I’m working on a package that makes a new financial dataset, model and model activations available. The latter are quite big and I’m trying to make them available as Arrow files through artifacts (see here).

Unfortunately, they are so big that the CI runners run out of disk space: Activations to artifacts · pat-alt/TrillionDollarWords.jl@1a55e83 · GitHub. They are still small enough though to facilitate model probing in memory, which is quite neat and I’d really like to add that functionality to the package.

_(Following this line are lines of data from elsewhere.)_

//! Derived-view benchmarks.
//!
//! Run with: `cargo bench -p eventdesk-views`
//!
//! Measures full recomputation of the inventory screen (filter + stats +
//! categories) as the collection grows, since views are rebuilt from scratch
//! on every input change.

use chrono::NaiveDate;
use criterion::{BenchmarkId, Criterion, black_box, criterion_group, criterion_main};

use eventdesk_core::{InventoryItemId, Money};
use eventdesk_inventory::{InventoryItem, NewInventoryItem, StockStatus};
use eventdesk_views::{InventoryQuery, InventoryView, Selector};

const CATEGORIES: [&str; 5] = ["Furniture", "Audio/Visual", "Decor", "Kitchen", "Lighting"];

fn inventory(n: usize) -> Vec<InventoryItem> {
    let today = NaiveDate::from_ymd_opt(2024, 5, 20).expect("valid date");
    (0..n)
        .map(|i| {
            InventoryItem::from_new(
                InventoryItemId::generate(),
                NewInventoryItem {
                    name: format!("Item {i}"),
                    category: CATEGORIES[i % CATEGORIES.len()].to_string(),
                    quantity: (i % 40) as u32,
                    min_threshold: 5,
                    location: "Warehouse A".to_string(),
                    unit: "piece".to_string(),
                    cost_per_unit: Money::from_cents(100 + (i as u64 % 900)),
                    supplier: (i % 3 == 0).then(|| format!("Supplier {}", i % 17)),
                },
                today,
            )
        })
        .collect()
}

fn bench_inventory_view(c: &mut Criterion) {
    let mut group = c.benchmark_group("inventory_view");

    for size in [100usize, 1_000, 10_000] {
        let items = inventory(size);
        let query = InventoryQuery::new(
            "supplier 1",
            Selector::Only("Kitchen".to_string()),
            Selector::Only(StockStatus::Available),
        );

        group.bench_with_input(BenchmarkId::from_parameter(size), &items, |b, items| {
            b.iter(|| InventoryView::compute(black_box(items), black_box(&query)));
        });
    }

    group.finish();
}

criterion_group!(benches, bench_inventory_view);
criterion_main!(benches);
//! Strongly-typed identifiers used across the domain.
//!
//! Identifiers are opaque strings. Seed fixtures use short numeric strings
//! (`"1"`, `"2"`, ...); identifiers assigned at runtime are UUIDv7 strings,
//! which are time-ordered and never collide with the fixture ids.

use core::str::FromStr;
use serde::{Deserialize, Serialize};
use uuid::Uuid;

use crate::error::DomainError;

/// Identifier of an event.
#[derive(Debug, Clone, PartialEq, Eq, Hash, PartialOrd, Ord, Serialize, Deserialize)]
#[serde(transparent)]
pub struct EventId(String);

/// Identifier of an RSVP.
#[derive(Debug, Clone, PartialEq, Eq, Hash, PartialOrd, Ord, Serialize, Deserialize)]
#[serde(transparent)]
pub struct RsvpId(String);

/// Identifier of an inventory item.
#[derive(Debug, Clone, PartialEq, Eq, Hash, PartialOrd, Ord, Serialize, Deserialize)]
#[serde(transparent)]
pub struct InventoryItemId(String);

/// Identifier of an invited guest.
#[derive(Debug, Clone, PartialEq, Eq, Hash, PartialOrd, Ord, Serialize, Deserialize)]
#[serde(transparent)]
pub struct GuestId(String);

macro_rules! impl_string_id {
    ($t:ty, $name:literal) => {
        impl $t {
            /// Generate a fresh identifier.
            ///
            /// Uses UUIDv7 (time-ordered). Prefer parsing fixed ids in tests
            /// for determinism.
            pub fn generate() -> Self {
                Self(Uuid::now_v7().to_string())
            }

            pub fn as_str(&self) -> &str {
                &self.0
            }
        }

        impl core::fmt::Display for $t {
            fn fmt(&self, f: &mut core::fmt::Formatter<'_>) -> core::fmt::Result {
                f.write_str(&self.0)
            }
        }

        impl FromStr for $t {
            type Err = DomainError;

            fn from_str(s: &str) -> Result<Self, Self::Err> {
                let trimmed = s.trim();
                if trimmed.is_empty() {
                    return Err(DomainError::invalid_id(format!("{}: empty", $name)));
                }
                Ok(Self(trimmed.to_string()))
            }
        }

        impl From<&str> for $t {
            /// Wraps a literal id without validation (fixtures, tests).
            fn from(value: &str) -> Self {
                Self(value.to_string())
            }
        }

        impl AsRef<str> for $t {
            fn as_ref(&self) -> &str {
                &self.0
            }
        }
    };
}

impl_string_id!(EventId, "EventId");
impl_string_id!(RsvpId, "RsvpId");
impl_string_id!(InventoryItemId, "InventoryItemId");
impl_string_id!(GuestId, "GuestId");
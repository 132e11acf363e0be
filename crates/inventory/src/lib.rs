//! Inventory domain module.
//!
//! Equipment and supplies on hand for events (chairs, AV gear, linens), with
//! stock status derived from quantity against a per-item threshold. Pure
//! domain logic: no IO, no storage.

pub mod item;

pub use item::{InventoryItem, InventoryPatch, NewInventoryItem, StockStatus};
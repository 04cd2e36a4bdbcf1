#![no_main]

use kvstone::collections::skip_list::skiplist::SkipList;
use kvstone::collections::skip_list::OrdComparator;
use libfuzzer_sys::arbitrary;
use libfuzzer_sys::fuzz_target;
use std::collections::BTreeSet;

#[derive(arbitrary::Arbitrary, Debug)]
enum SkipListMethod {
    Insert { key: Vec<u8> },
    Remove { key: Vec<u8> },
    LowerBound { key: Vec<u8> },
    FindLessThan { key: Vec<u8> },
}

fuzz_target!(|methods: Vec<SkipListMethod>| {
    let mut skip_list = SkipList::<Vec<u8>, OrdComparator>::new(OrdComparator);
    let mut model = BTreeSet::new();

    use SkipListMethod::*;
    for method in methods {
        match method {
            Insert { key } => {
                assert_eq!(skip_list.insert(key.clone()), model.insert(key.clone()));
                assert_eq!(skip_list.search(&key), Some(&key));
            }
            Remove { key } => {
                assert_eq!(skip_list.remove(&key), model.remove(&key));
                assert!(!skip_list.contains(&key));
            }
            LowerBound { key } => {
                assert_eq!(skip_list.lower_bound(&key), model.range(key..).next());
            }
            FindLessThan { key } => {
                assert_eq!(skip_list.find_less_than(&key), model.range(..key).next_back());
            }
        }
        assert_eq!(skip_list.len(), model.len());
    }
    assert!(skip_list.iter().eq(model.iter()));
});
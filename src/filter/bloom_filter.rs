use crate::filter::{FilterPolicy, SEED};
use crate::hash::murmur_hash;
use std::cmp::max;

/// Bloom filter using double hashing over one murmur hash.
///
/// A filter is the bit array followed by one byte holding the number of probes.
pub struct BloomFilterPolicy {
    bits_per_key: usize,
    k: u8,
}

impl BloomFilterPolicy {
    pub fn new(bits_per_key: usize) -> BloomFilterPolicy {
        // We intentionally round down to reduce probing cost a little bit
        // K =~ ln(2) * bits_per_key
        let k = (bits_per_key as f64 * 0.69) as usize;
        BloomFilterPolicy {
            bits_per_key,
            k: k.clamp(1, 30) as u8,
        }
    }

    /// Compute bloom filter size (in bytes).
    /// For small n, we can see a very high false positive rate.  Fix it
    /// by enforcing a minimum bloom filter length.
    #[inline]
    fn calc_bytes(&self, num_keys: usize) -> usize {
        let bits = max(num_keys * self.bits_per_key, 64);
        (bits + 7) / 8
    }
}

impl FilterPolicy for BloomFilterPolicy {
    fn name(&self) -> &'static str {
        "kvstone.BuiltinBloomFilter"
    }

    fn create_filter(&self, keys: &[&[u8]], dst: &mut Vec<u8>) {
        let bytes = self.calc_bytes(keys.len());
        let bits = (bytes * 8) as u32;

        let init_size = dst.len();
        dst.resize(init_size + bytes, 0);
        // Remember # of probes in filter
        dst.push(self.k);
        let array = &mut dst[init_size..init_size + bytes];
        for key in keys {
            let mut h = murmur_hash(key, SEED);
            let delta = (h >> 17) | (h << 15); // rotate right 17 bits
            for _ in 0..self.k {
                let bit_pos = h % bits;
                array[(bit_pos / 8) as usize] |= 1 << (bit_pos % 8);
                h = h.wrapping_add(delta);
            }
        }
    }

    fn key_may_match(&self, key: &[u8], filter: &[u8]) -> bool {
        if filter.len() < 2 {
            return false;
        }
        let (array, k) = filter.split_at(filter.len() - 1);
        let k = k[0];
        if k > 30 {
            // Reserved for potentially new encodings for short bloom filters.
            // Consider it a match.
            return true;
        }
        let bits = (array.len() * 8) as u32;

        let mut h = murmur_hash(key, SEED);
        let delta = (h >> 17) | (h << 15); // rotate right 17 bits
        for _ in 0..k {
            let bit_pos = h % bits;
            if (array[(bit_pos / 8) as usize] & (1 << (bit_pos % 8))) == 0 {
                return false;
            }
            h = h.wrapping_add(delta);
        }
        true
    }
}
pub mod bloom_filter;

use crate::memory::key_types::extract_user_key;
use std::sync::Arc;

pub use bloom_filter::BloomFilterPolicy;

pub const SEED: u32 = 0xc7b4e193;

/// Builds compact summaries of key sets that answer "may this key be in the set?".
pub trait FilterPolicy: Send + Sync {
    /// Persisted next to the filters. A reader must use a policy with the same name.
    fn name(&self) -> &'static str;

    /// Append a filter summarizing `keys` to `dst`.
    fn create_filter(&self, keys: &[&[u8]], dst: &mut Vec<u8>);

    /// Must return true if `key` was in the key set `filter` was built from.
    /// May return true for other keys, with low probability.
    fn key_may_match(&self, key: &[u8], filter: &[u8]) -> bool;
}

/// Applies a user-key policy to internal keys by stripping their tags.
pub struct InternalFilterPolicy {
    user_policy: Arc<dyn FilterPolicy>,
}

impl InternalFilterPolicy {
    pub fn new(user_policy: Arc<dyn FilterPolicy>) -> InternalFilterPolicy {
        InternalFilterPolicy { user_policy }
    }
}

impl FilterPolicy for InternalFilterPolicy {
    fn name(&self) -> &'static str {
        self.user_policy.name()
    }

    fn create_filter(&self, keys: &[&[u8]], dst: &mut Vec<u8>) {
        let user_keys: Vec<&[u8]> = keys.iter().map(|k| extract_user_key(k)).collect();
        self.user_policy.create_filter(&user_keys, dst);
    }

    fn key_may_match(&self, key: &[u8], filter: &[u8]) -> bool {
        self.user_policy
            .key_may_match(extract_user_key(key), filter)
    }
}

What’s the best way to go about this? Can I avoid downloading all artifacts during CI? Not ideal, but they are standardized, so as long as downloads work for one layer of activations, it’s reasonably safe to assume they will work for all layers.

Thanks!

1 Like

Quantify “quite big”.

Github-hosted runners now have 150 GiB of local storage, it’s quite remarkable if you managed to run out of space there because of artifacts (but see also the request above).

Artifacts can be lazy, which means can be downloaded on-demand when you need them. Sounds like this is what you want to do?

5 Likes

Thanks for the quick response @giordano.

They are about 300MB each and there’s 24 of them, so it adds up but definitely not to 150gb.

This is what I had missed and really should have done in the first place, thanks!